Kutkai is situated in eastern-central Burma, several kilometres by road north of Hsenwi and about 24 km north of Lashio. It lies at an altitude of 4800 ft. To the east of Kutkai is the Nam Ting River and the Salween River.

It sits on Mandalay-Lashio-Muse road aka Asian Highway route 14 (AH14). It is 222 mi from Mandalay, 58 mi from Lashio and 68 mito Muse. Kutkai-Tarmoene road is 17 mi, Kutkai-Kaungkha road is 8 mi, Kutkai-Manbyien road is 8 mi and Kutkai-Karlaing road is 8 mi also.

==Economy==
As with many parts of Burma, the economy relies on agriculture, particularly rice production. Villagers in Kutkai Township are generally well educated in farming practices and in canning-bottling. Of major note is the Kutkai Market in the town where people come from miles to sell their goods. Kutkai High School is located in the southern part of the town. The town also contains the Kutkai General Hospital.

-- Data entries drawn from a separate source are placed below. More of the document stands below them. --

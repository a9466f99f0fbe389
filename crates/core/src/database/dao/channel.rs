//! 渠道数据访问对象

use crate::models::{Channel, ChannelStatus};
use rusqlite::{params, Connection, OptionalExtension, Row};

const CHANNEL_COLUMNS: &str = "id, name, key, base_url, status, weight, priority, channel_group, models, proxy, used_quota, auto_ban";

fn map_channel(row: &Row<'_>) -> Result<Channel, rusqlite::Error> {
    Ok(Channel {
        id: row.get(0)?,
        name: row.get(1)?,
        key: row.get(2)?,
        base_url: row.get(3)?,
        status: ChannelStatus::from_i64(row.get(4)?),
        weight: u32::try_from(row.get::<_, i64>(5)?.max(0)).unwrap_or(u32::MAX),
        priority: row.get(6)?,
        group: row.get(7)?,
        models: row.get(8)?,
        proxy: row.get(9)?,
        used_quota: row.get(10)?,
        auto_ban: row.get::<_, i64>(11)? != 0,
    })
}

pub struct ChannelDao;

impl ChannelDao {
    /// 插入渠道，`channel.id` 为 0 时由数据库分配，返回渠道 ID
    pub fn insert(conn: &Connection, channel: &Channel) -> Result<i64, rusqlite::Error> {
        let id = if channel.id > 0 { Some(channel.id) } else { None };
        conn.execute(
            "INSERT INTO channels (id, name, key, base_url, status, weight, priority, channel_group, models, proxy, used_quota, auto_ban)
             VALUES (?1, ?2, ?3, ?4, ?5, ?6, ?7, ?8, ?9, ?10, ?11, ?12)",
            params![
                id,
                channel.name,
                channel.key,
                channel.base_url,
                channel.status.as_i64(),
                channel.weight as i64,
                channel.priority,
                channel.group,
                channel.models,
                channel.proxy,
                channel.used_quota,
                channel.auto_ban as i64,
            ],
        )?;
        Ok(conn.last_insert_rowid())
    }

    pub fn get_by_id(conn: &Connection, id: i64) -> Result<Option<Channel>, rusqlite::Error> {
        conn.query_row(
            &format!("SELECT {CHANNEL_COLUMNS} FROM channels WHERE id = ?1"),
            params![id],
            map_channel,
        )
        .optional()
    }

    pub fn list_all(conn: &Connection) -> Result<Vec<Channel>, rusqlite::Error> {
        let mut stmt = conn.prepare(&format!("SELECT {CHANNEL_COLUMNS} FROM channels ORDER BY id"))?;
        let rows = stmt.query_map([], map_channel)?;
        rows.collect()
    }

    /// 更新渠道状态，返回是否命中
    pub fn update_status(
        conn: &Connection,
        id: i64,
        status: ChannelStatus,
    ) -> Result<bool, rusqlite::Error> {
        let affected = conn.execute(
            "UPDATE channels SET status = ?1 WHERE id = ?2",
            params![status.as_i64(), id],
        )?;
        Ok(affected > 0)
    }

    /// 累加渠道已用额度
    pub fn add_used_quota(conn: &Connection, id: i64, delta: i64) -> Result<(), rusqlite::Error> {
        conn.execute(
            "UPDATE channels SET used_quota = used_quota + ?1 WHERE id = ?2",
            params![delta, id],
        )?;
        Ok(())
    }

    pub fn delete(conn: &Connection, id: i64) -> Result<(), rusqlite::Error> {
        conn.execute("DELETE FROM channels WHERE id = ?1", params![id])?;
        Ok(())
    }
}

In the 1990s, Kutkai township was exposed as a major raw opium producing area. From September 1996, the U.S. Department of State funded $530,000 and established agricultural cooperatives in 25 villages in Kutkai township to crack down on the illegal drugs trade by promoting the growth of buckwheat, wheat, potatoes and other vegetables. Large quantities of opium were confiscated from the houses of villagers in the area in the summer of 1999. On July 31-August 1, 2003, a refinery was raided in Kutkai Township between the villages of Namhsaungkye and Nampyin revealing 62.452 kilos of heroin, 36.4 kilos of raw opium, 661.5 litres of lysol, 135 kilos of ether, 2,844 litres of chloroform, 202.5 litres of hydrochloric acid, 972 litres of acetic anhydrite, 2,975 kilos of ammonium chloride, 500 kilos of sodium carbonate, 500 grams of potassium chloride and 3.6 kilos of sodium, various weapons and 13 implements used in the refining of narcotic drugs.